*** Opening of Data ***

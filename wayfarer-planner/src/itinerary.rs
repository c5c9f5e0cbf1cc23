//! Day-by-day itinerary generation
use chrono::NaiveDate;
use rand::Rng;
use rand::seq::SliceRandom;
use serde::{Deserialize, Serialize};
use smallvec::SmallVec;

use crate::catalog::{
    AccommodationTemplate, ActivityCategory, ActivityTemplate, DestinationCatalog,
    ReferenceCatalog,
};
use crate::config::PlannerConfig;
use crate::rng::RngBundle;
use crate::trip::TripParameters;
use crate::weather::{WeatherSample, sample_weather};

/// Activities per day stay inline up to this count.
pub const INLINE_ACTIVITIES: usize = 3;

#[derive(Debug, Clone, PartialEq, Eq, Serialize, Deserialize)]
pub struct Activity {
    /// `act-{day_index}-{slot}`; not stable across regenerations.
    pub id: String,
    pub name: String,
    pub category: ActivityCategory,
    pub cost: u32,
    pub duration: String,
    pub description: String,
}

impl Activity {
    fn from_template(template: &ActivityTemplate, day_index: u32, slot: usize, place: &str) -> Self {
        Self {
            id: format!("act-{day_index}-{slot}"),
            name: template.name.clone(),
            category: template.category,
            cost: template.cost,
            duration: template.duration.clone(),
            description: format!("Experience {} in {place}", template.name.to_lowercase()),
        }
    }
}

#[derive(Debug, Clone, PartialEq, Serialize, Deserialize)]
pub struct Accommodation {
    pub name: String,
    pub tier: String,
    pub rating: f32,
    pub price_per_night: u32,
    pub amenities: Vec<String>,
}

impl Accommodation {
    fn from_template(template: &AccommodationTemplate, amenities: Vec<String>) -> Self {
        Self {
            name: template.name.clone(),
            tier: template.tier.clone(),
            rating: template.rating,
            price_per_night: template.price_per_night,
            amenities,
        }
    }
}

#[derive(Debug, Clone, PartialEq, Serialize, Deserialize)]
pub struct DayPlan {
    /// 1-based day number
    pub day: u32,
    pub date: NaiveDate,
    pub weather: WeatherSample,
    pub activities: SmallVec<[Activity; INLINE_ACTIVITIES]>,
    pub accommodation: Accommodation,
}

impl DayPlan {
    #[must_use]
    pub fn activity_cost(&self) -> u64 {
        self.activities.iter().map(|a| u64::from(a.cost)).sum()
    }

    /// Activities plus one night at the day's accommodation.
    #[must_use]
    pub fn total_cost(&self) -> u64 {
        self.activity_cost() + u64::from(self.accommodation.price_per_night)
    }
}

#[derive(Debug, Clone, PartialEq, Serialize, Deserialize)]
pub struct Itinerary {
    pub params: TripParameters,
    /// Catalog key the days were drawn from after fallback.
    pub destination_key: String,
    pub days: Vec<DayPlan>,
}

impl Itinerary {
    #[must_use]
    pub fn len(&self) -> usize {
        self.days.len()
    }

    #[must_use]
    pub fn is_empty(&self) -> bool {
        self.days.is_empty()
    }

    #[must_use]
    pub fn estimated_total(&self) -> u64 {
        self.days.iter().map(DayPlan::total_cost).sum()
    }

    #[must_use]
    pub fn within_budget(&self) -> bool {
        self.estimated_total() <= self.params.budget
    }
}

/// Shuffle the activity catalog and keep the first `count`.
fn pick_activities<'a, R: Rng + ?Sized>(
    pool: &'a [ActivityTemplate],
    count: usize,
    rng: &mut R,
) -> Vec<&'a ActivityTemplate> {
    let mut shuffled: Vec<&ActivityTemplate> = pool.iter().collect();
    shuffled.shuffle(rng);
    shuffled.truncate(count);
    shuffled
}

fn pick_stay<'a, R: Rng + ?Sized>(
    stays: &'a [AccommodationTemplate],
    rng: &mut R,
) -> Option<&'a AccommodationTemplate> {
    stays.choose(rng)
}

/// Up to `count` distinct amenities in random order.
fn pick_amenities<R: Rng + ?Sized>(pool: &[String], count: usize, rng: &mut R) -> Vec<String> {
    let mut picked: Vec<String> = Vec::with_capacity(pool.len());
    for amenity in pool {
        if !picked.contains(amenity) {
            picked.push(amenity.clone());
        }
    }
    picked.shuffle(rng);
    picked.truncate(count);
    picked
}

fn placeholder_stay() -> AccommodationTemplate {
    AccommodationTemplate {
        name: String::new(),
        tier: String::new(),
        rating: 0.0,
        price_per_night: 0,
    }
}

/// Destination tables and display name shared by every day of one itinerary.
struct DayContext<'a> {
    params: &'a TripParameters,
    tables: &'a DestinationCatalog,
    place: &'a str,
}

impl DayContext<'_> {
    fn assemble(
        &self,
        index: u32,
        picked: &[&ActivityTemplate],
        stay: Option<&AccommodationTemplate>,
        amenities: Vec<String>,
        weather: WeatherSample,
    ) -> DayPlan {
        let activities = picked
            .iter()
            .enumerate()
            .map(|(slot, template)| Activity::from_template(template, index, slot, self.place))
            .collect();
        let accommodation = match stay {
            Some(stay) => Accommodation::from_template(stay, amenities),
            None => Accommodation::from_template(&placeholder_stay(), amenities),
        };
        DayPlan {
            day: index + 1,
            date: self.params.date_for_offset(index),
            weather,
            activities,
            accommodation,
        }
    }
}

fn resolve<'a>(
    params: &'a TripParameters,
    catalog: &'a ReferenceCatalog,
) -> (&'a str, DayContext<'a>) {
    let (key, tables) = catalog.resolve(&params.destination.location);
    let place = if params.destination.location.is_empty() {
        key
    } else {
        params.destination.location.as_str()
    };
    (
        key,
        DayContext {
            params,
            tables,
            place,
        },
    )
}

/// Generate `days` day plans drawing every choice from a single random source.
///
/// Days past the catalog's reach simply repeat draws; `days == 0` yields an
/// empty itinerary. A destination with no stays gets an unnamed, unrated
/// placeholder accommodation at no cost. Catalogs that passed
/// [`ReferenceCatalog::validate`] never hit that case.
pub fn generate_itinerary<R: Rng + ?Sized>(
    params: &TripParameters,
    days: u32,
    catalog: &ReferenceCatalog,
    cfg: &PlannerConfig,
    rng: &mut R,
) -> Itinerary {
    let (key, ctx) = resolve(params, catalog);
    let plans = (0..days)
        .map(|index| {
            let picked = pick_activities(&ctx.tables.activities, cfg.activities_per_day, rng);
            let stay = pick_stay(&ctx.tables.stays, rng);
            let amenities = pick_amenities(&catalog.amenities, cfg.amenities_per_stay, rng);
            let weather = sample_weather(&cfg.weather, rng);
            ctx.assemble(index, &picked, stay, amenities, weather)
        })
        .collect();
    Itinerary {
        params: params.clone(),
        destination_key: key.to_string(),
        days: plans,
    }
}

/// Generate using the domain-separated streams of an [`RngBundle`].
///
/// Same placeholder rule as [`generate_itinerary`] for stay-less destinations.
pub fn generate_with_bundle(
    params: &TripParameters,
    days: u32,
    catalog: &ReferenceCatalog,
    cfg: &PlannerConfig,
    bundle: &RngBundle,
) -> Itinerary {
    let (key, ctx) = resolve(params, catalog);
    let plans = (0..days)
        .map(|index| {
            let picked = pick_activities(
                &ctx.tables.activities,
                cfg.activities_per_day,
                &mut *bundle.activities(),
            );
            let stay = pick_stay(&ctx.tables.stays, &mut *bundle.lodging());
            let amenities = pick_amenities(
                &catalog.amenities,
                cfg.amenities_per_stay,
                &mut *bundle.amenities(),
            );
            let weather = sample_weather(&cfg.weather, &mut *bundle.weather());
            ctx.assemble(index, &picked, stay, amenities, weather)
        })
        .collect();
    Itinerary {
        params: params.clone(),
        destination_key: key.to_string(),
        days: plans,
    }
}

/// Catalog and tuning bundled for repeated generation.
#[derive(Debug, Clone, PartialEq)]
pub struct ItineraryGenerator {
    catalog: ReferenceCatalog,
    config: PlannerConfig,
}

impl Default for ItineraryGenerator {
    fn default() -> Self {
        Self::from_static()
    }
}

impl ItineraryGenerator {
    /// Wrap an already checked catalog.
    ///
    /// The catalog is not re-validated here; see [`generate_itinerary`] for
    /// what an empty stay list produces.
    #[must_use]
    pub const fn new(catalog: ReferenceCatalog, config: PlannerConfig) -> Self {
        Self { catalog, config }
    }

    /// Generator over the embedded catalog and planner configuration.
    #[must_use]
    pub fn from_static() -> Self {
        Self::new(
            ReferenceCatalog::embedded().clone(),
            PlannerConfig::default_config(),
        )
    }

    #[must_use]
    pub const fn catalog(&self) -> &ReferenceCatalog {
        &self.catalog
    }

    #[must_use]
    pub const fn config(&self) -> &PlannerConfig {
        &self.config
    }

    /// Generate for the validated trip length using `rng`.
    pub fn generate<R: Rng + ?Sized>(&self, params: &TripParameters, rng: &mut R) -> Itinerary {
        generate_itinerary(params, params.days, &self.catalog, &self.config, rng)
    }

    /// Deterministic generation from a user-visible seed.
    #[must_use]
    pub fn generate_seeded(&self, params: &TripParameters, seed: u64) -> Itinerary {
        let bundle = RngBundle::from_user_seed(seed);
        generate_with_bundle(params, params.days, &self.catalog, &self.config, &bundle)
    }

    /// Fresh content on every call, seeded from the thread-local generator.
    #[cfg(not(target_arch = "wasm32"))]
    #[must_use]
    pub fn generate_unseeded(&self, params: &TripParameters) -> Itinerary {
        let seed: u64 = rand::thread_rng().r#gen();
        self.generate_seeded(params, seed)
    }
}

*** Close of Data ***

- Aim of the exercise:
Filter the data down to the lines that contain the string "ItineraryGenerator", and copy them.

- Written response:
pub struct ItineraryGenerator {
impl Default for ItineraryGenerator {
impl ItineraryGenerator {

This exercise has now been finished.